== Segment start ==

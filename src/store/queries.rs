/// 차량 변경 알림 채널 (payload: 차량 ID)
pub const CAR_CHANNEL: &str = "car_changes";

/// 입찰 이력 변경 알림 채널 (payload: 차량 ID)
pub const BID_HISTORY_CHANNEL: &str = "bid_history_changes";

/// 차량 조회
pub const GET_CAR: &str = r#"
    SELECT id, title, brand, year, current_bid, base_price, end_time, status,
           images, inspection_sheet_image, inspection_sheet_pdf
    FROM cars
    WHERE id = $1
"#;

/// 최근 입찰 이력 조회
pub const GET_BID_HISTORY: &str = r#"
    SELECT id, user_id, amount, timestamp
    FROM bid_history
    WHERE car_id = $1
    ORDER BY timestamp DESC NULLS FIRST
    LIMIT $2
"#;

/// 사용자의 최근 참가 요청 조회
pub const GET_ACCESS_REQUEST: &str = r#"
    SELECT user_id, user_name, cnic, whatsapp, request_type, status, access_code, created_at
    FROM auction_requests
    WHERE user_id = $1
    ORDER BY created_at DESC
    LIMIT 1
"#;

/// 참가 요청 저장
pub const INSERT_ACCESS_REQUEST: &str = r#"
    INSERT INTO auction_requests
        (user_id, user_name, cnic, whatsapp, request_type, status, access_code, created_at)
    VALUES ($1, $2, $3, $4, $5, $6, $7, $8)
"#;
use chrono::{DateTime, Utc};
use serde::{Deserialize, Serialize};

// region:    --- Auction Item
/// 경매 상태
#[derive(Debug, Clone, Copy, PartialEq, Eq, Default, Serialize, Deserialize)]
#[serde(from = "String", into = "String")]
pub enum AuctionStatus {
    #[default]
    NotStarted,
    Live,
    Ended,
}

impl From<String> for AuctionStatus {
    fn from(value: String) -> Self {
        match value.to_ascii_lowercase().as_str() {
            "live" | "active" => AuctionStatus::Live,
            "ended" | "completed" | "sold" => AuctionStatus::Ended,
            _ => AuctionStatus::NotStarted,
        }
    }
}

impl From<AuctionStatus> for String {
    fn from(value: AuctionStatus) -> Self {
        match value {
            AuctionStatus::NotStarted => "not_started",
            AuctionStatus::Live => "live",
            AuctionStatus::Ended => "ended",
        }
        .to_string()
    }
}

/// 경매 파라미터 (`auctionParams`)
#[derive(Debug, Clone, Default, PartialEq, Serialize, Deserialize)]
#[serde(rename_all = "camelCase")]
pub struct AuctionParams {
    #[serde(default)]
    pub base_price: Option<i64>,
    #[serde(default)]
    pub end_time: Option<DateTime<Utc>>,
}

/// 경매 상품(차량) 문서 모델
#[derive(Debug, Clone, Default, PartialEq, Serialize, Deserialize)]
#[serde(rename_all = "camelCase")]
pub struct AuctionItem {
    #[serde(default)]
    pub id: String,
    #[serde(default)]
    pub title: String,
    #[serde(default)]
    pub brand: String,
    #[serde(default)]
    pub year: Option<i32>,
    #[serde(default)]
    pub current_bid: Option<i64>,
    #[serde(default)]
    pub auction_params: AuctionParams,
    #[serde(default)]
    pub status: AuctionStatus,
    #[serde(default)]
    pub images: Vec<String>,
    #[serde(default)]
    pub inspection_sheet_image: Option<String>,
    #[serde(default)]
    pub inspection_sheet_pdf: Option<String>,
}

impl AuctionItem {
    /// 현재 입찰가: `currentBid` 우선, 없으면 `auctionParams.basePrice`
    ///
    /// 0 은 값이 없는 것으로 취급한다.
    pub fn effective_bid(&self) -> Option<i64> {
        self.current_bid
            .filter(|bid| *bid != 0)
            .or(self.auction_params.base_price.filter(|price| *price != 0))
    }

    pub fn end_time(&self) -> Option<DateTime<Utc>> {
        self.auction_params.end_time
    }
}
// endregion: --- Auction Item

// region:    --- Bid Record
/// 입찰 이력 모델 (`cars/{id}/bidHistory`)
#[derive(Debug, Clone, PartialEq, Serialize, Deserialize, sqlx::FromRow)]
#[serde(rename_all = "camelCase")]
pub struct BidRecord {
    #[serde(default)]
    pub id: String,
    #[serde(default)]
    pub user_id: Option<String>,
    pub amount: i64,
    /// 서버 타임스탬프가 아직 확정되지 않은 경우 `None`
    #[serde(default)]
    pub timestamp: Option<DateTime<Utc>>,
}
// endregion: --- Bid Record
// region:    --- Imports
use super::model::{PlaceBidRequest, PlaceBidResponse};
use async_trait::async_trait;
use reqwest::Client;
use std::time::Duration;
use tracing::{debug, info};

// endregion: --- Imports

#[derive(Debug, thiserror::Error)]
pub enum TransportError {
    #[error("http error: {0}")]
    Http(#[from] reqwest::Error),
}

// region:    --- Bid Transport Trait
/// 입찰 전송 트레이트
#[async_trait]
pub trait BidTransport: Send + Sync {
    async fn place_bid(&self, request: &PlaceBidRequest) -> Result<PlaceBidResponse, TransportError>;
}

/// HTTP 입찰 전송 구현체
pub struct HttpBidTransport {
    client: Client,
    endpoint: String,
}

impl HttpBidTransport {
    /// `{backend}/api/place-bid` 로 보내는 전송 생성
    pub fn new(backend_url: &str, timeout: Duration) -> Result<Self, TransportError> {
        let client = Client::builder().timeout(timeout).build()?;
        Ok(Self {
            client,
            endpoint: format!("{}/api/place-bid", backend_url.trim_end_matches('/')),
        })
    }

    pub fn endpoint(&self) -> &str {
        &self.endpoint
    }
}

#[async_trait]
impl BidTransport for HttpBidTransport {
    async fn place_bid(&self, request: &PlaceBidRequest) -> Result<PlaceBidResponse, TransportError> {
        info!(
            "{:<12} --> 입찰 전송: car={}, user={}",
            "Transport", request.car_id, request.user_id
        );
        // 실패 응답도 JSON 본문으로 온다, 상태 코드는 보지 않는다
        let response = self.client.post(&self.endpoint).json(request).send().await?;
        debug!("{:<12} --> 응답 상태: {}", "Transport", response.status());

        Ok(response.json::<PlaceBidResponse>().await?)
    }
}
// endregion: --- Bid Transport Trait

== Segment end ==

§ The problem
Show, from the records above, every line that includes "whatsapp".

§ Written solution
    SELECT user_id, user_name, cnic, whatsapp, request_type, status, access_code, created_at
        (user_id, user_name, cnic, whatsapp, request_type, status, access_code, created_at)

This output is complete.